━━ Data under study
// SPDX-License-Identifier: BUSL-1.1
// Copyright (c) 2026 Alfred Jean LLC

//! Account subcommands: sign-in, verification, logout and session status.

use std::io::Write;
use std::time::Duration;

use horizon_session::codec;
use horizon_session::{Registration, Session};

use super::{LoginArgs, RegisterArgs};

pub async fn login(session: &Session, args: &LoginArgs, out: &mut dyn Write) -> anyhow::Result<()> {
    let record = session.auth().login(&args.email, &args.password).await?;
    writeln!(out, "Signed in as {}.", args.email)?;
    if !record.otp_verified {
        writeln!(out, "Verification pending: run `horizon verify-otp <code>`.")?;
    }
    Ok(())
}

pub async fn register(
    session: &Session,
    args: &RegisterArgs,
    out: &mut dyn Write,
) -> anyhow::Result<()> {
    let registration = Registration {
        username: args.username.clone(),
        email: args.email.clone(),
        password: args.password.clone(),
        confirm_password: args.confirm_password.clone().unwrap_or_else(|| args.password.clone()),
    };
    session.auth().register(&registration).await?;
    writeln!(out, "Registered and signed in as {}.", args.username)?;
    Ok(())
}

pub async fn verify_otp(
    session: &Session,
    otp: &str,
    email: Option<&str>,
    out: &mut dyn Write,
) -> anyhow::Result<()> {
    let email = match email {
        Some(email) => email.to_owned(),
        None => session
            .store()
            .get()
            .user
            .and_then(|u| u.email)
            .ok_or_else(|| anyhow::anyhow!("no signed-in user; pass --email"))?,
    };
    let record = session.auth().verify_otp(&email, otp).await?;
    writeln!(out, "Verified {email} (role: {}).", record.role.as_deref().unwrap_or("none"))?;
    Ok(())
}

pub async fn logout(session: &Session, out: &mut dyn Write) -> anyhow::Result<()> {
    session.auth().logout().await;
    writeln!(out, "Signed out.")?;
    Ok(())
}

pub async fn whoami(session: &Session, out: &mut dyn Write) -> anyhow::Result<()> {
    if !session.is_authenticated() {
        anyhow::bail!("not signed in");
    }
    let user = session.auth().fetch_profile().await?;
    let show = |v: Option<String>| v.unwrap_or_else(|| "-".to_owned());
    writeln!(out, "username: {}", show(user.username))?;
    writeln!(out, "email:    {}", show(user.email))?;
    writeln!(out, "role:     {}", show(user.role))?;
    writeln!(out, "phone:    {}", show(user.phone))?;
    writeln!(out, "location: {}", show(user.location))?;
    Ok(())
}

/// Print the local session state. Never touches the network.
pub fn status(session: &Session, out: &mut dyn Write) -> anyhow::Result<()> {
    let record = session.store().get();
    if !record.has_tokens() {
        writeln!(out, "signed in:     no")?;
        return Ok(());
    }

    let email = record.user.as_ref().and_then(|u| u.email.as_deref()).unwrap_or("unknown user");
    let expiry = match record.access_token.as_deref() {
        Some(token) if codec::decode(token).is_none() => "unknown".to_owned(),
        Some(token) => {
            let remaining = codec::time_remaining(token, codec::epoch_ms());
            if remaining.is_zero() {
                "expired".to_owned()
            } else {
                format!("in {}", format_duration(remaining))
            }
        }
        None => "no access token".to_owned(),
    };
    let yes_no = |b: bool| if b { "yes" } else { "no" };

    writeln!(out, "signed in:     yes ({email})")?;
    writeln!(out, "verified:      {}", yes_no(record.otp_verified))?;
    writeln!(out, "role:          {}", record.role.as_deref().unwrap_or("-"))?;
    writeln!(out, "token expires: {expiry}")?;
    writeln!(out, "refresh token: {}", if record.refresh_token.is_some() { "present" } else { "absent" })?;
    Ok(())
}

/// `1h 2m 3s` style rendering, dropping leading zero units.
pub fn format_duration(d: Duration) -> String {
    let secs = d.as_secs();
    let (h, m, s) = (secs / 3600, (secs % 3600) / 60, secs % 60);
    if h > 0 {
        format!("{h}h {m}m {s}s")
    } else if m > 0 {
        format!("{m}m {s}s")
    } else {
        format!("{s}s")
    }
}
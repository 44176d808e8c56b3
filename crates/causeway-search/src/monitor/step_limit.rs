// Copyright (c) 2025 Felix Kahle.
//
// Permission is hereby granted, free of charge, to any person obtaining
// a copy of this software and associated documentation files (the
// "Software"), to deal in the Software without restriction, including
// without limitation the rights to use, copy, modify, merge, publish,
// distribute, sublicense, and/or sell copies of the Software, and to
// permit persons to whom the Software is furnished to do so, subject to
// the following conditions:
//
// The above copyright notice and this permission notice shall be
// included in all copies or substantial portions of the Software.
//
// THE SOFTWARE IS PROVIDED "AS IS", WITHOUT WARRANTY OF ANY KIND,
// EXPRESS OR IMPLIED, INCLUDING BUT NOT LIMITED TO THE WARRANTIES OF
// MERCHANTABILITY, FITNESS FOR A PARTICULAR PURPOSE AND
// NONINFRINGEMENT. IN NO EVENT SHALL THE AUTHORS OR COPYRIGHT HOLDERS BE
// LIABLE FOR ANY CLAIM, DAMAGES OR OTHER LIABILITY, WHETHER IN AN ACTION
// OF CONTRACT, TORT OR OTHERWISE, ARISING FROM, OUT OF OR IN CONNECTION
// WITH THE SOFTWARE OR THE USE OR OTHER DEALINGS IN THE SOFTWARE.

//! # Step Limit Monitor
//!
//! Caps the number of frontier-pop iterations the engine may perform.
//! The crossing state space is bounded by `2^n` source-side sets, so a
//! step budget is the natural defensive hook for large agent counts:
//! it bounds work deterministically, independent of machine speed.
//!
//! The monitor counts engine steps in `on_step()` and requests
//! termination once the count exceeds the configured budget; a budget
//! of `k` therefore allows exactly `k` frontier pops.

use crate::monitor::search_monitor::{SearchCommand, SearchMonitor};
use causeway_model::{model::CrossingModel, plan::CrossingPlan};
use num_traits::{PrimInt, Signed};

/// A search monitor that terminates the search once the engine has
/// performed a fixed number of frontier-pop iterations.
#[derive(Debug, Clone, PartialEq, Eq)]
pub struct StepLimitMonitor<T> {
    step_limit: u64,
    steps: u64,
    _phantom: std::marker::PhantomData<T>,
}

impl<T> StepLimitMonitor<T> {
    /// Creates a new `StepLimitMonitor` allowing `step_limit` frontier
    /// pops.
    #[inline]
    pub fn new(step_limit: u64) -> Self {
        Self {
            step_limit,
            steps: 0,
            _phantom: std::marker::PhantomData,
        }
    }

    /// Returns the configured step budget.
    #[inline]
    pub fn step_limit(&self) -> u64 {
        self.step_limit
    }
}

impl<T> SearchMonitor<T> for StepLimitMonitor<T>
where
    T: PrimInt + Signed,
{
    fn name(&self) -> &str {
        "StepLimitMonitor"
    }

    fn on_enter_search(&mut self, _model: &CrossingModel<T>) {
        self.steps = 0;
    }

    fn on_exit_search(&mut self) {}

    fn on_solution_found(&mut self, _plan: &CrossingPlan<T>) {}

    #[inline(always)]
    fn on_step(&mut self) {
        self.steps = self.steps.saturating_add(1);
    }

    #[inline(always)]
    fn search_command(&self) -> SearchCommand {
        if self.steps > self.step_limit {
            return SearchCommand::Terminate(format!(
                "step limit of {} reached",
                self.step_limit
            ));
        }
        SearchCommand::Continue
    }
}
// Copyright (c) 2025 Felix Kahle.
//
// Permission is hereby granted, free of charge, to any person obtaining
// a copy of this software and associated documentation files (the
// "Software"), to deal in the Software without restriction, including
// without limitation the rights to use, copy, modify, merge, publish,
// distribute, sublicense, and/or sell copies of the Software, and to
// permit persons to whom the Software is furnished to do so, subject to
// the following conditions:
//
// The above copyright notice and this permission notice shall be
// included in all copies or substantial portions of the Software.
//
// THE SOFTWARE IS PROVIDED "AS IS", WITHOUT WARRANTY OF ANY KIND,
// EXPRESS OR IMPLIED, INCLUDING BUT NOT LIMITED TO THE WARRANTIES OF
// MERCHANTABILITY, FITNESS FOR A PARTICULAR PURPOSE AND
// NONINFRINGEMENT. IN NO EVENT SHALL THE AUTHORS OR COPYRIGHT HOLDERS BE
// LIABLE FOR ANY CLAIM, DAMAGES OR OTHER LIABILITY, WHETHER IN AN ACTION
// OF CONTRACT, TORT OR OTHERWISE, ARISING FROM, OUT OF OR IN CONNECTION
// WITH THE SOFTWARE OR THE USE OR OTHER DEALINGS IN THE SOFTWARE.

pub mod solver;
// Copyright (c) 2025 Felix Kahle.
//
// Permission is hereby granted, free of charge, to any person obtaining
// a copy of this software and associated documentation files (the
// "Software"), to deal in the Software without restriction, including
// without limitation the rights to use, copy, modify, merge, publish,
// distribute, sublicense, and/or sell copies of the Software, and to
// permit persons to whom the Software is furnished to do so, subject to
// the following conditions:
//
// The above copyright notice and this permission notice shall be
// included in all copies or substantial portions of the Software.
//
// THE SOFTWARE IS PROVIDED "AS IS", WITHOUT WARRANTY OF ANY KIND,
// EXPRESS OR IMPLIED, INCLUDING BUT NOT LIMITED TO THE WARRANTIES OF
// MERCHANTABILITY, FITNESS FOR A PARTICULAR PURPOSE AND
// NONINFRINGEMENT. IN NO EVENT SHALL THE AUTHORS OR COPYRIGHT HOLDERS BE
// LIABLE FOR ANY CLAIM, DAMAGES OR OTHER LIABILITY, WHETHER IN AN ACTION
// OF CONTRACT, TORT OR OTHERWISE, ARISING FROM, OUT OF OR IN CONNECTION
// WITH THE SOFTWARE OR THE USE OR OTHER DEALINGS IN THE SOFTWARE.

use std::time::Duration;

/// Statistics collected during one run of the uniform-cost engine.
#[derive(Debug, Clone, PartialEq, Eq, Default)]
pub struct SearchStatistics {
    /// States popped from the frontier and finalized.
    pub states_expanded: u64,
    /// Successor candidates produced by the transition generator.
    pub successors_generated: u64,
    /// Successors whose tentative cost improved the best known cost and
    /// were (re)enqueued.
    pub successors_enqueued: u64,
    /// Frontier entries discarded because their state was already
    /// finalized at an equal or better cost.
    pub stale_entries_skipped: u64,
    /// Solutions found during the search. At most one: the engine stops
    /// at the first goal popped from the cost-ordered frontier.
    pub solutions_found: u64,
    /// The largest frontier size observed.
    pub max_frontier_len: usize,
    /// Total time spent in the engine.
    pub time_total: Duration,
}

impl SearchStatistics {
    #[inline]
    pub fn on_state_expanded(&mut self) {
        self.states_expanded = self.states_expanded.saturating_add(1);
    }

    #[inline]
    pub fn on_successor_generated(&mut self) {
        self.successors_generated = self.successors_generated.saturating_add(1);
    }

    #[inline]
    pub fn on_successor_enqueued(&mut self) {
        self.successors_enqueued = self.successors_enqueued.saturating_add(1);
    }

    #[inline]
    pub fn on_stale_entry_skipped(&mut self) {
        self.stale_entries_skipped = self.stale_entries_skipped.saturating_add(1);
    }

    #[inline]
    pub fn on_solution_found(&mut self) {
        self.solutions_found = self.solutions_found.saturating_add(1);
    }

    /// Records the frontier length after a push.
    #[inline]
    pub fn on_frontier_observed(&mut self, frontier_len: usize) {
        self.max_frontier_len = self.max_frontier_len.max(frontier_len);
    }

    #[inline]
    pub fn set_total_time(&mut self, duration: Duration) {
        self.time_total = duration;
    }
}

impl std::fmt::Display for SearchStatistics {
    fn fmt(&self, f: &mut std::fmt::Formatter<'_>) -> std::fmt::Result {
        writeln!(f, "Causeway Search Statistics:")?;
        writeln!(f, "  States expanded:      {}", self.states_expanded)?;
        writeln!(f, "  Successors generated: {}", self.successors_generated)?;
        writeln!(f, "  Successors enqueued:  {}", self.successors_enqueued)?;
        writeln!(f, "  Stale entries:        {}", self.stale_entries_skipped)?;
        writeln!(f, "  Solutions found:      {}", self.solutions_found)?;
        writeln!(f, "  Max frontier length:  {}", self.max_frontier_len)?;
        writeln!(f, "  Total time:           {:.2?}", self.time_total)?;
        Ok(())
    }
}

#[cfg(test)]
mod tests {
    use super::SearchStatistics;
    use std::time::Duration;

    #[test]
    fn test_counters_start_at_zero() {
        let stats = SearchStatistics::default();
        assert_eq!(stats.states_expanded, 0);
        assert_eq!(stats.successors_generated, 0);
        assert_eq!(stats.successors_enqueued, 0);
        assert_eq!(stats.stale_entries_skipped, 0);
        assert_eq!(stats.solutions_found, 0);
        assert_eq!(stats.max_frontier_len, 0);
        assert_eq!(stats.time_total, Duration::ZERO);
    }

    #[test]
    fn test_increment_methods_advance_counters() {
        let mut stats = SearchStatistics::default();
        stats.on_state_expanded();
        stats.on_state_expanded();
        stats.on_successor_generated();
        stats.on_successor_enqueued();
        stats.on_stale_entry_skipped();
        stats.on_solution_found();

        assert_eq!(stats.states_expanded, 2);
        assert_eq!(stats.successors_generated, 1);
        assert_eq!(stats.successors_enqueued, 1);
        assert_eq!(stats.stale_entries_skipped, 1);
        assert_eq!(stats.solutions_found, 1);
    }

    #[test]
    fn test_frontier_observation_tracks_maximum() {
        let mut stats = SearchStatistics::default();
        stats.on_frontier_observed(3);
        stats.on_frontier_observed(10);
        stats.on_frontier_observed(5);
        assert_eq!(stats.max_frontier_len, 10);
    }

    #[test]
    fn test_display_formats_all_fields() {
        let mut stats = SearchStatistics::default();
        stats.on_state_expanded();
        stats.on_solution_found();
        stats.set_total_time(Duration::from_millis(12));

        let rendered = format!("{}", stats);
        assert!(rendered.contains("Causeway Search Statistics:"));
        assert!(rendered.contains("States expanded:      1"));
        assert!(rendered.contains("Solutions found:      1"));
    }
}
━━━━
Lines after the one containing "let show = |v: Option<String>|" are not wanted; repeat exactly each line above from the first up to and including it.

Solved exercise ::
// SPDX-License-Identifier: BUSL-1.1
// Copyright (c) 2026 Alfred Jean LLC

//! Account subcommands: sign-in, verification, logout and session status.

use std::io::Write;
use std::time::Duration;

use horizon_session::codec;
use horizon_session::{Registration, Session};

use super::{LoginArgs, RegisterArgs};

pub async fn login(session: &Session, args: &LoginArgs, out: &mut dyn Write) -> anyhow::Result<()> {
    let record = session.auth().login(&args.email, &args.password).await?;
    writeln!(out, "Signed in as {}.", args.email)?;
    if !record.otp_verified {
        writeln!(out, "Verification pending: run `horizon verify-otp <code>`.")?;
    }
    Ok(())
}

pub async fn register(
    session: &Session,
    args: &RegisterArgs,
    out: &mut dyn Write,
) -> anyhow::Result<()> {
    let registration = Registration {
        username: args.username.clone(),
        email: args.email.clone(),
        password: args.password.clone(),
        confirm_password: args.confirm_password.clone().unwrap_or_else(|| args.password.clone()),
    };
    session.auth().register(&registration).await?;
    writeln!(out, "Registered and signed in as {}.", args.username)?;
    Ok(())
}

pub async fn verify_otp(
    session: &Session,
    otp: &str,
    email: Option<&str>,
    out: &mut dyn Write,
) -> anyhow::Result<()> {
    let email = match email {
        Some(email) => email.to_owned(),
        None => session
            .store()
            .get()
            .user
            .and_then(|u| u.email)
            .ok_or_else(|| anyhow::anyhow!("no signed-in user; pass --email"))?,
    };
    let record = session.auth().verify_otp(&email, otp).await?;
    writeln!(out, "Verified {email} (role: {}).", record.role.as_deref().unwrap_or("none"))?;
    Ok(())
}

pub async fn logout(session: &Session, out: &mut dyn Write) -> anyhow::Result<()> {
    session.auth().logout().await;
    writeln!(out, "Signed out.")?;
    Ok(())
}

pub async fn whoami(session: &Session, out: &mut dyn Write) -> anyhow::Result<()> {
    if !session.is_authenticated() {
        anyhow::bail!("not signed in");
    }
    let user = session.auth().fetch_profile().await?;
    let show = |v: Option<String>| v.unwrap_or_else(|| "-".to_owned());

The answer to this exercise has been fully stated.